Monday, December 11, 2006

Pacific League -0.5 MLB


The latest news on Daisuke ("Skyline") Matsuzaka? Report: BoSox's talks with Matsuzaka nearly dead. The reality? It's more like even money that he'll be taking a physical on Wednesday and signed by the Thursday deadline.

In a recent column, Joe Sheehan at Baseball Prospectus elegantly explained how the Boston Red Sox "queered the process" of the posting system between MLB and the Japanese Pacific League. If you're not a BP subscriber (though you should be), here's a quick recap:

1) Boston overbid for the exclusive right to negotiate with Matsuzaka; their bid of $51.11 million was almost 30% higher than the second-place Mets' bid.

2) The Red Sox have refused to offer a market value contract for a starting pitcher of Skyline's ability. If 33-year-old Jason Schmidt is getting $15.66 million a year, the in-his-prime Matsuzaka should get $20 million/year.

3) Neither the Seibu Lions, Matsuzaka's team in Japan, nor Skyline himself, have any leverage in these negotiations. If the Red Sox and Scott Boras fail to agree on a contract, Seibu gets zero dollars instead of $51.11 million. Skyline would then have to go back and play in Japan, where his salary is only $3 million. He wouldn't become eligible for true free agency until after 2008.
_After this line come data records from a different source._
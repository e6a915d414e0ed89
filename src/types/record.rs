//! The persisted state bundle for one document identity.

use std::collections::BTreeMap;

use serde::{Deserialize, Serialize};
use serde_json::Value;

/// A half-open region of the document, in character offsets.
///
/// `a` and `b` preserve direction: for a selection made backwards, `b` (the
/// caret end) is smaller than `a`. Region layers and folds are stored the
/// way the host reported them.
#[derive(Debug, Clone, Copy, PartialEq, Eq, Serialize, Deserialize)]
pub struct Span {
    pub a: u64,
    pub b: u64,
}

impl Span {
    pub fn new(a: u64, b: u64) -> Self {
        Self { a, b }
    }

    /// The lower of the two endpoints.
    pub fn begin(&self) -> u64 {
        self.a.min(self.b)
    }

    /// The higher of the two endpoints.
    pub fn end(&self) -> u64 {
        self.a.max(self.b)
    }
}

/// One recorded entry from the configured settings allow-list.
#[derive(Debug, Clone, PartialEq, Serialize, Deserialize)]
pub struct CustomSetting {
    pub key: String,
    pub value: Value,
}

/// Persisted view state for one document identity.
///
/// A record is created lazily on the first save for an identity, mutated in
/// place on every later save, and only ever removed by LRU eviction at flush
/// time.
#[derive(Debug, Clone, Default, PartialEq, Serialize, Deserialize)]
pub struct Record {
    /// Document size in characters at the time of the last save. Acts as a
    /// staleness guard: when the live size differs, the file changed outside
    /// this editor session and region offsets must not be reapplied.
    pub size: u64,

    /// Viewport offset per placement key. `"0"` is the canonical entry and
    /// is rewritten on every save; placement-specific entries accumulate
    /// when clone views are open.
    pub scroll: BTreeMap<String, (f64, f64)>,

    /// Selection regions, in selection order.
    pub selections: Vec<Span>,

    /// Regions of the host's mark layer.
    pub marks: Vec<Span>,

    /// Regions of the host's bookmark layer.
    pub bookmarks: Vec<Span>,

    /// Current fold regions.
    pub folds: Vec<Span>,

    /// The fold set that was overwritten by the most recent save whose
    /// outgoing folds were non-empty. Never synthesized: stays empty until
    /// a non-empty fold set is replaced.
    pub previous_folds: Vec<Span>,

    /// Recorded color scheme, when `remember_color_scheme` is enabled.
    pub color_scheme: Option<String>,

    /// Recorded syntax definition, when `remember_syntax` is enabled.
    pub syntax: Option<String>,

    /// Recorded allow-listed document settings.
    pub settings: Vec<CustomSetting>,
}

impl Record {
    /// Look up a recorded custom setting by key.
    pub fn setting(&self, key: &str) -> Option<&Value> {
        self.settings
            .iter()
            .find(|item| item.key == key)
            .map(|item| &item.value)
    }
}
//! The host-editor boundary.
//!
//! Everything the core needs from the editor is expressed through these
//! traits; the host implements them over its own view, window and settings
//! primitives and drives the core through the lifecycle methods on
//! [`crate::ViewMemory`].

use std::path::PathBuf;
use std::sync::Arc;
use std::time::Duration;

use serde_json::Value;

use crate::types::Span;

/// Process-unique handle of one open view.
#[derive(Debug, Clone, Copy, PartialEq, Eq, Hash, PartialOrd, Ord)]
pub struct ViewId(pub u64);

/// Handle of the underlying text buffer. Clone views share a `BufferId`
/// while having distinct [`ViewId`]s.
#[derive(Debug, Clone, Copy, PartialEq, Eq, Hash, PartialOrd, Ord)]
pub struct BufferId(pub u64);

/// Handle of an editor window.
#[derive(Debug, Clone, Copy, PartialEq, Eq, Hash, PartialOrd, Ord)]
pub struct WindowId(pub u64);

/// Where a view sits: owning window plus its slot within that window.
#[derive(Debug, Clone, Copy, PartialEq, Eq, Hash, PartialOrd, Ord)]
pub struct Placement {
    pub window: WindowId,
    pub group: i32,
    pub index: i32,
}

impl Placement {
    pub fn new(window: WindowId, group: i32, index: i32) -> Self {
        Self {
            window,
            group,
            index,
        }
    }

    /// Scroll-map key for this placement.
    pub fn key(&self) -> String {
        format!("{}:{}:{}", self.window.0, self.group, self.index)
    }
}

/// One open view onto a document, with the accessor set the reconciliation
/// engine and the synchronizer need. All offsets are character offsets; all
/// geometry is in layout pixels.
pub trait View: Send + Sync {
    fn id(&self) -> ViewId;
    fn buffer_id(&self) -> BufferId;

    /// Backing file path; `None` for unnamed buffers.
    fn file_path(&self) -> Option<PathBuf>;

    /// Document size in characters.
    fn size(&self) -> u64;

    /// True while the document is still being loaded asynchronously.
    fn is_loading(&self) -> bool;

    /// True for input panels, quick panels and other non-document widgets.
    fn is_widget(&self) -> bool;

    /// True for scratch buffers.
    fn is_scratch(&self) -> bool;

    /// Current placement, or `None` once the view is detached from its
    /// window (mid-close).
    fn placement(&self) -> Option<Placement>;

    fn selections(&self) -> Vec<Span>;
    fn set_selections(&self, spans: &[Span]);

    /// Regions of a named layer (marks, bookmarks).
    fn regions(&self, layer: &str) -> Vec<Span>;
    fn set_regions(&self, layer: &str, spans: &[Span]);
    fn erase_regions(&self, layer: &str);

    fn folded_regions(&self) -> Vec<Span>;
    fn fold(&self, spans: &[Span]);
    fn unfold_all(&self);

    /// Viewport offset `(x, y)` in layout pixels.
    fn viewport_position(&self) -> (f64, f64);
    fn set_viewport_position(&self, position: (f64, f64), animate: bool);

    /// Viewport size `(width, height)` in layout pixels.
    fn viewport_extent(&self) -> (f64, f64);

    fn line_height(&self) -> f64;

    /// The region of the document currently visible in the viewport.
    fn visible_region(&self) -> Span;

    /// The full line containing `point`.
    fn line_at(&self, point: u64) -> Span;

    /// Layout position `(x, y)` of a character offset.
    fn text_to_layout(&self, point: u64) -> (f64, f64);

    /// `(row, col)` of a character offset.
    fn rowcol(&self, point: u64) -> (u64, u64);

    /// Character offset of `(row, col)`.
    fn text_point(&self, row: u64, col: u64) -> u64;

    /// Scroll so that `point` is vertically centered.
    fn show_at_center(&self, point: u64);

    /// The character at `point`, if any.
    fn char_at(&self, point: u64) -> Option<char>;

    /// Per-document settings, also used by the core to cache derived values
    /// on the view.
    fn setting(&self, key: &str) -> Option<Value>;
    fn set_setting(&self, key: &str, value: Value);
    fn erase_setting(&self, key: &str);

    fn syntax(&self) -> Option<String>;
    fn set_syntax(&self, syntax: &str);

    fn color_scheme(&self) -> Option<String>;
    fn set_color_scheme(&self, scheme: &str);
    fn erase_color_scheme(&self);
}

/// The host application: view enumeration, focus, resource queries, and the
/// timer used for deferred retries.
pub trait Workspace: Send + Sync {
    /// All open views across all windows.
    fn views(&self) -> Vec<Arc<dyn View>>;

    /// The currently focused view, if any.
    fn active_view(&self) -> Option<Arc<dyn View>>;

    /// Whether a recorded syntax definition still exists on disk.
    fn syntax_exists(&self, syntax: &str) -> bool;

    /// Run `task` after `delay`, off the current call stack. Used for the
    /// bounded "document still loading" retries and the late scroll
    /// reapplication; tasks must never block.
    fn defer(&self, delay: Duration, task: Box<dyn FnOnce() + Send>);
}

/// The host's reloadable configuration object.
///
/// `section` exposes per-document-type override tables keyed by type tag.
/// The host is expected to call [`crate::ViewMemory::reload_preferences`]
/// from its settings-change notification (push model; the core never polls).
pub trait SettingsSource: Send + Sync {
    /// Top-level value for `key`, if configured.
    fn get(&self, key: &str) -> Option<Value>;

    /// Per-document-type section, if configured.
    fn section(&self, name: &str) -> Option<Value>;
}

/// Whether any other open view shares `view`'s buffer.
pub fn is_clone_view(workspace: &dyn Workspace, view: &dyn View) -> bool {
    workspace
        .views()
        .iter()
        .any(|other| other.buffer_id() == view.buffer_id() && other.id() != view.id())
}

/// Scroll-map key for a view: its placement key, or the canonical key when
/// the view is no longer attached to a window.
pub fn placement_key_of(view: &dyn View) -> String {
    view.placement()
        .map(|placement| placement.key())
        .unwrap_or_else(|| crate::types::CANONICAL_PLACEMENT.to_owned())
}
4) Seibu has the incentive to return some of the posting fee to the Red Sox so the American team can better afford to add Matsuzaka to their rotation. If Boston gets a $10 million mail in rebate on Skyline and are able to sign him to a five year deal, that would lower the average annual value of the contract by $2 million. But MLB nixed that idea as against the spirit of the process.

5) Even if a side deal goes down, the Red Sox have broken the posting system. As Sheehan wrote, "For the teams that the Sox outbid in the blind process, nausea rules the day. It may turn out that the Lions receive less from the Red Sox than what the next-highest bids would have brought in straight up, which renders the process a farce. "
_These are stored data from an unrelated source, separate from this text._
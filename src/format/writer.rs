//! Writes the store to its durable location.

use std::ffi::OsString;
use std::path::{Path, PathBuf};

use crate::store::RecordStore;
use crate::types::VmemResult;

use super::compression::compress;

/// Writer for the compressed store file.
pub struct StoreWriter;

impl StoreWriter {
    /// Encode a store to compressed bytes.
    pub fn write_to_bytes(store: &RecordStore) -> VmemResult<Vec<u8>> {
        let serialized = rmp_serde::to_vec(store)?;
        compress(&serialized)
    }

    /// Write a store to `path` via a temporary sibling file, then replace
    /// the previous file with a best-effort remove + rename. Neither replace
    /// step is allowed to fail the flush: a partial replace is superseded by
    /// the next successful one.
    pub fn write_to_file(store: &RecordStore, path: &Path) -> VmemResult<()> {
        if let Some(parent) = path.parent() {
            std::fs::create_dir_all(parent)?;
        }

        let tmp = temp_path(path);
        std::fs::write(&tmp, Self::write_to_bytes(store)?)?;

        if let Err(err) = std::fs::remove_file(path) {
            if err.kind() != std::io::ErrorKind::NotFound {
                log::debug!("could not remove previous store file: {err}");
            }
        }
        if let Err(err) = std::fs::rename(&tmp, path) {
            log::warn!("could not move store file into place: {err}");
        }
        Ok(())
    }
}

fn temp_path(path: &Path) -> PathBuf {
    let mut name = OsString::from(path.as_os_str());
    name.push(".tmp");
    PathBuf::from(name)
}
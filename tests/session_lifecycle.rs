//! Cross-session behavior: flush on shutdown, restore in a fresh process.

mod common;

use std::sync::Arc;

use common::mock_editor::{init_logger, MockSettings, MockView, MockWorkspace};
use tempfile::TempDir;

use view_memory::{
    RestoreOutcome, SaveTrigger, Span, StoreConfig, StoreReader, View, ViewMemory, Workspace,
};

fn engine_at(dir: &TempDir, workspace: &Arc<MockWorkspace>) -> Arc<ViewMemory> {
    ViewMemory::new(
        workspace.clone() as Arc<dyn Workspace>,
        MockSettings::new(),
        StoreConfig {
            store_path: dir.path().join("records.bin.gz"),
        },
    )
}

#[test]
fn test_shutdown_flushes_pending_state() {
    init_logger();
    let dir = TempDir::new().unwrap();
    let workspace = MockWorkspace::new();
    let engine = engine_at(&dir, &workspace);
    engine.start();

    let view = MockView::new(1, 1, Some("/home/user/notes.txt"));
    view.select(&[Span::new(5, 5)]);
    workspace.add_view(&view);
    engine.save(&(view.clone() as Arc<dyn View>), SaveTrigger::PreSave);

    engine.shutdown();

    let persisted = StoreReader::read_from_file(&dir.path().join("records.bin.gz")).unwrap();
    assert_eq!(persisted.len(), 1);
}

#[test]
fn test_state_survives_into_next_session() {
    init_logger();
    let dir = TempDir::new().unwrap();

    // First session: work in a view, then shut down.
    {
        let workspace = MockWorkspace::new();
        let engine = engine_at(&dir, &workspace);
        let view = MockView::new(1, 1, Some("/home/user/main.rs"));
        view.put_viewport((3.0, 640.0));
        view.select(&[Span::new(5, 9)]);
        view.put_folds(&[Span::new(10, 20)]);
        workspace.add_view(&view);
        engine.save(&(view.clone() as Arc<dyn View>), SaveTrigger::Deactivated);
        engine.shutdown();
    }

    // Second session: a fresh engine over the same store file restores the
    // same document into a brand-new view.
    let workspace = MockWorkspace::new();
    let engine = engine_at(&dir, &workspace);
    let view = MockView::new(42, 1, Some("/home/user/main.rs"));
    workspace.add_view(&view);

    assert_eq!(
        engine.restore(&(view.clone() as Arc<dyn View>)),
        RestoreOutcome::Applied
    );
    assert_eq!(view.viewport_position(), (3.0, 640.0));
    assert_eq!(view.selections(), vec![Span::new(5, 9)]);
    assert_eq!(view.folded_regions(), vec![Span::new(10, 20)]);
}
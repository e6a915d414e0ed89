//! Path-derived document identities.

use std::fmt;
use std::path::{Component, Path, PathBuf};

use serde::{Deserialize, Serialize};
use serde_json::Value;
use sha2::{Digest, Sha256};

use crate::host::View;

/// Per-view settings key under which the computed identity is cached.
pub const IDENTITY_SETTING_KEY: &str = "view_memory_identity";

/// Stable fingerprint of a document across sessions, independent of the
/// view(s) it is open in: the first 8 hex characters of the SHA-256 digest
/// of the lexically normalized absolute file path.
#[derive(Debug, Clone, PartialEq, Eq, Hash, Serialize, Deserialize)]
#[serde(transparent)]
pub struct Identity(String);

impl Identity {
    /// Wrap an already-computed fingerprint (store round-trips, tests).
    pub fn new(fingerprint: impl Into<String>) -> Self {
        Self(fingerprint.into())
    }

    /// Compute the fingerprint for a file path.
    pub fn of_path(path: &Path) -> Self {
        let normalized = normalize_path(path);
        let digest = Sha256::digest(normalized.to_string_lossy().as_bytes());
        let mut fingerprint = String::with_capacity(8);
        for byte in &digest[..4] {
            fingerprint.push_str(&format!("{byte:02x}"));
        }
        Self(fingerprint)
    }

    pub fn as_str(&self) -> &str {
        &self.0
    }
}

impl fmt::Display for Identity {
    fn fmt(&self, f: &mut fmt::Formatter<'_>) -> fmt::Result {
        f.write_str(&self.0)
    }
}

/// Identity of the document behind a view, cached in the view's settings
/// after the first computation.
pub fn identity_of(view: &dyn View) -> Identity {
    if let Some(Value::String(cached)) = view.setting(IDENTITY_SETTING_KEY) {
        return Identity::new(cached);
    }
    let path = view.file_path().unwrap_or_default();
    let identity = Identity::of_path(&path);
    view.set_setting(
        IDENTITY_SETTING_KEY,
        Value::String(identity.as_str().to_owned()),
    );
    identity
}

/// Lexical path normalization: collapses `.` and `..` components without
/// touching the filesystem, so identities stay stable for files that no
/// longer exist.
fn normalize_path(path: &Path) -> PathBuf {
    let mut normalized = PathBuf::new();
    for component in path.components() {
        match component {
            Component::CurDir => {}
            Component::ParentDir => match normalized.components().next_back() {
                Some(Component::Normal(_)) => {
                    normalized.pop();
                }
                Some(Component::RootDir) | Some(Component::Prefix(_)) => {}
                _ => normalized.push(component),
            },
            other => normalized.push(other),
        }
    }
    normalized
}
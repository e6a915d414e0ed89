//! Error types for the ViewMemory library.

use thiserror::Error;

/// All errors that can occur in the ViewMemory library.
///
/// None of these cross the host boundary: every caller either recovers
/// (missing or corrupt store files fall back to an empty store) or swallows
/// the failure and lets the next flush supersede it.
#[derive(Error, Debug)]
pub enum VmemError {
    /// IO error.
    #[error("IO error: {0}")]
    Io(#[from] std::io::Error),

    /// Store serialization error.
    #[error("Store encode error: {0}")]
    Encode(#[from] rmp_serde::encode::Error),

    /// Store deserialization error, including structurally wrong content.
    #[error("Store decode error: {0}")]
    Decode(#[from] rmp_serde::decode::Error),
}

/// Convenience result type for ViewMemory operations.
pub type VmemResult<T> = Result<T, VmemError>;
Just because next year's arrangement between MLB and the Pacific League will be different than the current posting system, one should not take the ESPN article at face value when it says Matsuzaka's on his way back to Japan. The article quotes a "source familiar with the negotiations," but also says that attempts to reach Boras for comment were unsucessful. That means our article's source is likely affiliated with the Red Sox, the other party to the talks. And what better way to exert Boston's leverage than through anonymously sourced news articles?

Two more reasons the Red Sox will have Matsuzaka in their 2007 rotation: First, they need him - they can't count on Schilling and Wakefield for 350+ innings. Second, MLB, which has notably intervened in the Astros' bid to re-sign Andy Pettitte, doesn't want to insult the Japanese by screwing over one of its baseball teams in the process of bringing their best player over to America. My guess is that Skyline signs with Boston for about $13 million per year.


***

The system's been broken before. In 1994, Hideo Nomo "retired" from the Pacific League so he could sign with the Dodgers. Three years later, a 21-year-old Alfonso Soriano pulled the same stunt. But as rich as Soriano became this November, the real catch of the 1997 offseason was one Hideki Irabu. To get a leg up on MLB, the San Diego Padres signed a working agreement with the Chiba Lotte Marines, Irabu's Pacific League team, essentially turning the Marines into a minor league affiliate.
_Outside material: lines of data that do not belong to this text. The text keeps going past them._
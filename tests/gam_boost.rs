use polars::prelude::*;
use rand::prelude::*;
use rand_distr::Normal;

use std::sync::Arc;
use std::sync::atomic::AtomicBool;

use gamboost::prelude::*;


/// An additive target: `y = 2 x1 + sin(pi x2) + noise`.
fn synthetic_sample(n: usize, seed: u64) -> Sample {
    let mut rng = StdRng::seed_from_u64(seed);
    let noise = Normal::new(0.0, 0.1).unwrap();

    let x1 = (0..n)
        .map(|_| rng.gen_range(-3.0..3.0))
        .collect::<Vec<_>>();
    let x2 = (0..n)
        .map(|_| rng.gen_range(0.0..1.0))
        .collect::<Vec<_>>();
    let y = x1.iter()
        .zip(&x2)
        .map(|(&a, &b)| {
            2.0 * a
                + (std::f64::consts::PI * b).sin()
                + noise.sample(&mut rng)
        })
        .collect::<Vec<_>>();

    let data = df!("x1" => &x1, "x2" => &x2).unwrap();
    let target = Series::new("y", &y);
    Sample::from_dataframe(data, target).unwrap()
}


fn l2_loss<H: Regressor>(sample: &Sample, f: &H) -> f64 {
    let n_sample = sample.shape().0 as f64;
    let target = sample.target();

    f.predict_all(sample)
        .into_iter()
        .zip(target.iter())
        .map(|(fx, &y)| (y - fx).powi(2))
        .sum::<f64>()
        / n_sample
}


#[test]
fn training_beats_the_mean_baseline() {
    let sample = synthetic_sample(500, 777);

    let f = GamBoost::init(&sample)
        .n_rounds(300)
        .learning_rate(0.1)
        .max_bins(32)
        .run()
        .unwrap();

    let n_sample = sample.shape().0 as f64;
    let target = sample.target();
    let mean = target.iter().sum::<f64>() / n_sample;
    let baseline = target.iter()
        .map(|&y| (y - mean).powi(2))
        .sum::<f64>()
        / n_sample;

    let loss = l2_loss(&sample, &f);
    println!("L2-Loss (synthetic, GamBoost): {loss} (baseline {baseline})");
    assert!(loss < 0.5 * baseline);
}


#[test]
fn l1_training_also_beats_the_mean_baseline() {
    let sample = synthetic_sample(500, 13);

    let f = GamBoost::init(&sample)
        .n_rounds(300)
        .learning_rate(0.1)
        .max_bins(32)
        .loss(GamLoss::L1)
        .run()
        .unwrap();

    let n_sample = sample.shape().0 as f64;
    let target = sample.target();
    let mean = target.iter().sum::<f64>() / n_sample;
    let baseline = target.iter()
        .map(|&y| (y - mean).abs())
        .sum::<f64>()
        / n_sample;

    let loss = sample.target()
        .iter()
        .zip(f.predict_all(&sample))
        .map(|(&y, fx)| (y - fx).abs())
        .sum::<f64>()
        / n_sample;
    assert!(loss < 0.7 * baseline);
}


#[test]
fn one_round_is_a_single_scaled_update() {
    let x = vec![0.0, 0.5, 1.5, 2.5, 3.5, 4.0];
    let y = vec![1.0, 2.0, 0.0, 4.0, 3.0, 5.0];
    let n_sample = x.len();

    let data = df!("x" => &x).unwrap();
    let target = Series::new("y", &y);
    let sample = Sample::from_dataframe(data, target).unwrap();

    let learning_rate = 0.25;
    let f = GamBoost::init(&sample)
        .n_rounds(1)
        .learning_rate(learning_rate)
        .max_bins(4)
        .run()
        .unwrap();

    let mean = y.iter().sum::<f64>() / n_sample as f64;
    assert!((f.mean_effect() - mean).abs() < 1e-12);

    // Recompute the single round by hand: the average residual of
    // every bin, scaled by the learning rate.
    assert_eq!(f.feature_map(), &[0]);
    let binner = f.binner();
    let n_bins = f.bin_effects()[0].len();

    let mut sums = vec![0.0; n_bins];
    let mut counts = vec![0.0; n_bins];
    for (&xi, &yi) in x.iter().zip(&y) {
        let b = binner.bin_index(0, xi);
        sums[b] += yi - mean;
        counts[b] += 1.0;
    }

    for (b, &effect) in f.bin_effects()[0].iter().enumerate() {
        let expected = if counts[b] > 0.0 {
            learning_rate * sums[b] / counts[b]
        } else {
            0.0
        };
        assert!((effect - expected).abs() < 1e-12);
    }
}


#[test]
fn tiny_learning_rate_degenerates_to_the_mean() {
    let sample = synthetic_sample(200, 5);

    let f = GamBoost::init(&sample)
        .n_rounds(10)
        .learning_rate(1e-12)
        .max_bins(16)
        .run()
        .unwrap();

    for effects in f.bin_effects() {
        assert!(effects.iter().all(|e| e.abs() < 1e-9));
    }

    let (x, _) = sample.at(0);
    let score = f.score(&x).unwrap();
    assert!((score - f.mean_effect()).abs() < 1e-9);
}


#[test]
fn score_is_idempotent_and_matches_predict() {
    let sample = synthetic_sample(200, 42);

    let f = GamBoost::init(&sample)
        .n_rounds(50)
        .learning_rate(0.1)
        .max_bins(16)
        .run()
        .unwrap();

    let (x, _) = sample.at(7);
    let first = f.score(&x).unwrap();
    let second = f.score(&x).unwrap();
    assert_eq!(first, second);

    assert_eq!(first, f.predict(&sample, 7));
}


#[test]
fn short_feature_vectors_are_rejected() {
    let sample = synthetic_sample(100, 99);

    let f = GamBoost::init(&sample)
        .n_rounds(5)
        .learning_rate(0.1)
        .run()
        .unwrap();

    let x = vec![0.0; f.input_length() - 1];
    match f.score(&x) {
        Err(GamError::Dimension { expected, actual }) => {
            assert_eq!(expected, 2);
            assert_eq!(actual, 1);
        },
        other => panic!("expected a dimension error, got {other:?}"),
    }
}


#[test]
fn invalid_configurations_are_rejected() {
    let sample = synthetic_sample(50, 1);

    let result = GamBoost::init(&sample).n_rounds(0).run();
    assert!(matches!(result, Err(GamError::Config(_))));

    let result = GamBoost::init(&sample).learning_rate(0.0).run();
    assert!(matches!(result, Err(GamError::Config(_))));

    let result = GamBoost::init(&sample).max_bins(1).run();
    assert!(matches!(result, Err(GamError::Config(_))));
}


#[test]
fn non_real_targets_are_rejected_before_training() {
    let data = df!("x" => &[1.0, 2.0, 3.0]).unwrap();
    let target = Series::new("y", &[1.0, f64::NAN, 3.0]);
    let sample = Sample::from_dataframe(data, target).unwrap();

    let result = GamBoost::init(&sample).n_rounds(5).run();
    assert!(matches!(result, Err(GamError::Label(_))));
}


#[test]
fn stop_flag_set_upfront_yields_the_mean_model() {
    let sample = synthetic_sample(100, 3);

    let flag = Arc::new(AtomicBool::new(true));
    let f = GamBoost::init(&sample)
        .n_rounds(100)
        .learning_rate(0.1)
        .stop_flag(flag)
        .run()
        .unwrap();

    for effects in f.bin_effects() {
        assert!(effects.iter().all(|&e| e == 0.0));
    }

    let (x, _) = sample.at(0);
    assert_eq!(f.score(&x).unwrap(), f.mean_effect());
}


#[test]
fn zero_weight_rows_do_not_move_the_mean_effect() {
    let data = df!(
        "x" => &[0.0, 0.0, 1.0, 1.0],
        "w" => &[1.0, 1.0, 1.0, 0.0],
    ).unwrap();
    let target = Series::new("y", &[1.0, 3.0, 5.0, 7.0]);
    let sample = Sample::from_dataframe(data, target)
        .unwrap()
        .set_weight("w");

    let f = GamBoost::init(&sample)
        .n_rounds(1)
        .learning_rate(0.5)
        .run()
        .unwrap();

    // (1 + 3 + 5) / 3, the fourth row weighs nothing.
    assert!((f.mean_effect() - 3.0).abs() < 1e-12);
}


#[test]
fn validation_pruning_returns_a_usable_predictor() {
    let train = synthetic_sample(400, 21);
    let valid = synthetic_sample(100, 22);

    let f = GamBoost::init(&train)
        .n_rounds(100)
        .learning_rate(0.1)
        .max_bins(32)
        .validation(&valid)
        .pruning_metric(GamLoss::L2)
        .run()
        .unwrap();

    let loss = l2_loss(&valid, &f);
    assert!(loss.is_finite());

    let n_sample = valid.shape().0 as f64;
    let target = valid.target();
    let mean = target.iter().sum::<f64>() / n_sample;
    let baseline = target.iter()
        .map(|&y| (y - mean).powi(2))
        .sum::<f64>()
        / n_sample;
    assert!(loss < baseline);
}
That prompted Major League Baseball and the Pacific League to conjure up the posting system. Now that the Red Sox have exposed the fatal flaw, here are two possibilities for the next agreement between MLB and the Pacific League.

1) Allow subsequent bidders to step in after the winning team's 30-day exclusive window has expired. This would create pressure on the winning team to sign the Japanese player because someone else could get him. There's a chance that the second- or third-place bidders could also lowball the player in question, following in the footsteps of the auction's winner. But that's unlikely; because those teams' initial bids were lower, they'd have less trouble playing the average annual salary that the player's agent is seeking. And there's something to be said for getting the player your opponents also wanted.

2) MLB could pay the Pacific League a yearly fee in lieu of the bidding process in exchange for shortening the time before Pacific League players become free agents. Pacific League players would love to gain earlier access to the free market. Right now they must wait ten years after first signing. [Edit: It's nine years, as reported by the Japan Times. But the same article tells us that, unlike in MLB, Pacific League players don't accumulate service time while injured(!)] This agreement could reduce that time to seven or eight years, more in line with American leagues. MLB benefits on the field by having more of the world's best players in the world's best baseball league. They also benefit in the bank with some basic economics - by increasing the supply of players, the prices on those players will fall. Pacific League teams would receive a regular income stream from MLB, perhaps $40 million a year split among all teams in the league. This would allow the entire league, rather than individual teams, to benefit from Japanese stars migrating to America. It would also provide the Pacific League teams with regular income instead of the random postings we've seen over the last seven years.

However the parties agree, the Red Sox will be remembered as having paid the largest-ever posting fee under the old posting system.